The lead article in the Money section of USA Today this week announced the results of a survey by Sallie Mae, a college-financing company with no relation to the U.S. Government. They used to be called the SLM Corporation, but evidently Sallie Mae sounds enough like Fannie Mae—which is connected to the government’s Federal Housing Finance Agency—to confuse some people and increase business.
According to the survey—of only 292 private-loan applicants—college students are using credit cards more often to pay for tuition and books. College seniors with at least one credit card graduated with an average of $4,138 in card debt, up 44% from four years ago, the survey noted, while the average credit card debt for freshmen jumped 27% to $2,038. (But give freshmen another three years of charging, and their debt will probably reach $4,138, too—if not more.)
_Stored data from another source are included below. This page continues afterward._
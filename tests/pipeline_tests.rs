//! End-to-end pipeline tests
//!
//! These drive whole sessions through train -> select -> test for each
//! learning scenario and check the statistical behavior of the results,
//! not just the plumbing.

use cellsvm::api::{self, Svm};

/// Deterministic noise in (-1, 1), good enough for synthetic data.
fn noise(i: usize) -> f64 {
    ((i as f64 * 12.9898).sin() * 43758.5453).fract()
}

/// 50 rows, 2 features, linear target plus small noise.
fn regression_data() -> (Vec<f64>, Vec<f64>) {
    let mut features = Vec::new();
    let mut labels = Vec::new();
    for i in 0..50 {
        let x1 = i as f64 / 50.0;
        let x2 = ((i * 7) % 50) as f64 / 50.0;
        features.push(x1);
        features.push(x2);
        labels.push(1.0 + 2.0 * x1 - x2 + 0.05 * noise(i));
    }
    (features, labels)
}

const REGRESSION_GRID: &[(&str, &str)] = &[
    ("GAMMA_STEPS", "5"),
    ("MIN_GAMMA", "0.5"),
    ("MAX_GAMMA", "50"),
    ("LAMBDA_STEPS", "5"),
    ("MIN_LAMBDA", "0.00001"),
    ("MAX_LAMBDA", "0.1"),
];

#[test]
fn test_regression_end_to_end_mse() {
    let (features, labels) = regression_data();
    let svm = Svm::least_squares(&features, 50, 2, &labels, REGRESSION_GRID).unwrap();

    // Noise-free held-out grid.
    let mut test_features = Vec::new();
    let mut truth = Vec::new();
    for i in 0..20 {
        let x1 = (i as f64 + 0.5) / 20.0;
        let x2 = 1.0 - x1;
        test_features.push(x1);
        test_features.push(x2);
        truth.push(1.0 + 2.0 * x1 - x2);
    }
    let predictions = svm.predict(&test_features, 20, 2).unwrap();
    assert_eq!(predictions.rows(), 20);
    assert_eq!(predictions.cols(), 1);

    let mse: f64 = (0..20)
        .map(|r| {
            let d = predictions.get(r, 0) - truth[r];
            d * d
        })
        .sum::<f64>()
        / 20.0;
    assert!(mse < 0.05, "held-out MSE too large: {mse}");
}

#[test]
fn test_regression_errors_table() {
    let (features, labels) = regression_data();
    let svm = Svm::least_squares(&features, 50, 2, &labels, REGRESSION_GRID).unwrap();

    let (predictions, errors) = svm.test(&features, 50, 2, &labels).unwrap();
    assert_eq!(predictions.rows(), 50);
    assert_eq!(errors.rows(), 1);
    assert_eq!(errors.cols(), 4);
    // Training-set MSE on lightly noisy linear data stays small.
    assert!(errors.get(0, 1) < 0.05);
}

#[test]
fn test_quantile_sweep_columns_and_monotonicity() {
    let n = 40;
    let mut features = Vec::new();
    let mut labels = Vec::new();
    for i in 0..n {
        let x = i as f64 / n as f64;
        features.push(x);
        labels.push(x + 0.4 * noise(i));
    }

    let levels = [0.05, 0.1, 0.5, 0.9, 0.95];
    let svm = Svm::quantile(
        &features,
        n,
        1,
        &labels,
        &levels,
        &[
            ("GAMMA_STEPS", "3"),
            ("LAMBDA_STEPS", "3"),
            ("MIN_LAMBDA", "0.0001"),
            ("MAX_LAMBDA", "0.01"),
        ],
    )
    .unwrap();

    let (predictions, errors) = svm.test(&features, n, 1, &labels).unwrap();
    assert_eq!(predictions.cols(), levels.len());
    assert_eq!(errors.rows(), levels.len());

    // Quantile estimates never cross: each row is non-decreasing across
    // the ascending levels.
    for r in 0..predictions.rows() {
        for c in 1..predictions.cols() {
            assert!(
                predictions.get(r, c) >= predictions.get(r, c - 1),
                "quantile crossing at row {r}, column {c}"
            );
        }
    }
}

#[test]
fn test_expectile_sweep_shape() {
    let n = 30;
    let features: Vec<f64> = (0..n).map(|i| i as f64 / n as f64).collect();
    let labels: Vec<f64> = features.iter().map(|x| 2.0 * x).collect();

    let svm = Svm::expectile(
        &features,
        n,
        1,
        &labels,
        &[0.2, 0.8],
        &[("GAMMA_STEPS", "2"), ("LAMBDA_STEPS", "2")],
    )
    .unwrap();
    let predictions = svm.predict(&features, n, 1).unwrap();
    assert_eq!(predictions.cols(), 2);
    for r in 0..predictions.rows() {
        assert!(predictions.get(r, 1) >= predictions.get(r, 0));
    }
}

/// Three well-separated clusters labeled 0, 1, 2.
fn three_class_data() -> (Vec<f64>, Vec<f64>, usize) {
    let centers = [(0.0, 0.0), (5.0, 0.0), (0.0, 5.0)];
    let mut features = Vec::new();
    let mut labels = Vec::new();
    let mut n = 0;
    for (class, &(cx, cy)) in centers.iter().enumerate() {
        for i in 0..15 {
            features.push(cx + 0.3 * noise(i + class * 100));
            features.push(cy + 0.3 * noise(i + class * 100 + 50));
            labels.push(class as f64);
            n += 1;
        }
    }
    (features, labels, n)
}

#[test]
fn test_multiclass_ava_end_to_end() {
    let (features, labels, n) = three_class_data();
    let svm = Svm::multiclass(
        &features,
        n,
        2,
        &labels,
        "AvA_hinge",
        &[("GAMMA_STEPS", "3"), ("LAMBDA_STEPS", "3")],
    )
    .unwrap();

    let (predictions, errors) = svm.test(&features, n, 2, &labels).unwrap();
    assert_eq!(predictions.cols(), 1);
    for r in 0..predictions.rows() {
        let p = predictions.get(r, 0);
        assert!(p == 0.0 || p == 1.0 || p == 2.0, "unexpected label {p}");
    }

    // First errors row is the overall classification error; one row per
    // subtask follows (3 class pairs).
    assert_eq!(errors.rows(), 1 + 3);
    assert!(
        errors.get(0, 1) < 0.1,
        "separable clusters should classify cleanly, error {}",
        errors.get(0, 1)
    );
}

#[test]
fn test_multiclass_ova_end_to_end() {
    let (features, labels, n) = three_class_data();
    let svm = Svm::multiclass(
        &features,
        n,
        2,
        &labels,
        "OvA_ls",
        &[("GAMMA_STEPS", "3"), ("LAMBDA_STEPS", "3")],
    )
    .unwrap();

    let (_, errors) = svm.test(&features, n, 2, &labels).unwrap();
    assert!(errors.get(0, 1) < 0.1);
}

/// Two overlapping binary clusters with ±1 labels.
fn binary_data() -> (Vec<f64>, Vec<f64>, usize) {
    let mut features = Vec::new();
    let mut labels = Vec::new();
    let mut n = 0;
    for i in 0..25 {
        features.push(1.5 + noise(i));
        labels.push(1.0);
        features.push(-1.5 + noise(i + 1000));
        labels.push(-1.0);
        n += 2;
    }
    (features, labels, n)
}

#[test]
fn test_roc_sweep_end_to_end() {
    let (features, labels, n) = binary_data();
    let steps = 3;
    let svm = Svm::roc(
        &features,
        n,
        1,
        &labels,
        steps,
        &[("GAMMA_STEPS", "2"), ("LAMBDA_STEPS", "3")],
    )
    .unwrap();

    let (predictions, errors) = svm.test(&features, n, 1, &labels).unwrap();
    assert_eq!(predictions.cols(), steps);
    assert_eq!(errors.rows(), steps);
    for r in 0..predictions.rows() {
        for c in 0..steps {
            let p = predictions.get(r, c);
            assert!(p == 1.0 || p == -1.0);
        }
    }
    // Error rates stay sane on well-separated data.
    for s in 0..steps {
        assert!(errors.get(s, 1) < 0.2);
    }
}

#[test]
fn test_npl_constraint_sweep_accumulates_columns() {
    let (features, labels, n) = binary_data();
    let svm = Svm::npl(
        &features,
        n,
        1,
        &labels,
        1,
        0.1,
        &[1.0, 2.0],
        &[("GAMMA_STEPS", "2"), ("LAMBDA_STEPS", "3")],
    )
    .unwrap();

    let (predictions, errors) = svm.test(&features, n, 1, &labels).unwrap();
    assert_eq!(predictions.cols(), 2);
    assert_eq!(errors.rows(), 2);
}

#[test]
fn test_cell_partitioned_training_end_to_end() {
    let (features, labels) = regression_data();
    let mut params = REGRESSION_GRID.to_vec();
    params.push(("USECELLS", "1"));
    params.push(("CELL_SIZE", "20"));
    let svm = Svm::least_squares(&features, 50, 2, &labels, &params).unwrap();

    assert_eq!(svm.get("PARTITION_CHOICE").unwrap(), "6");
    let predictions = svm.predict(&features, 50, 2).unwrap();
    assert_eq!(predictions.rows(), 50);
}

#[test]
fn test_unlabeled_test_gives_empty_errors() {
    let (features, labels) = regression_data();
    let svm = Svm::least_squares(&features, 50, 2, &labels, REGRESSION_GRID).unwrap();

    let handle = svm.handle();
    let argv = vec!["cellsvm".to_string()];
    let (predictions, errors) =
        api::test(handle, &argv, &features[..10], 5, 2, None).unwrap();
    assert_eq!(predictions.rows(), 5);
    assert_eq!(errors.rows(), 0);
    assert!(errors.cols() > 0);
}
Anyway, according to the Atlanta Business Chronicle, the CEO of Sallie Mae earned $4.66 million last year, because the firm narrowed its 2008 losses to “only” $213 million. That’s up from the $1.66 million he made in 2007, when they lost $896 million.
But that’s chicken feed compared to what the firm’s executive vice chairman and CFO took home. In 2008, according to the Chronicle, he received $13.29 million, which included $12.12 million in option awards.
It makes you wonder: How much would they have received if the firm actually made a profit?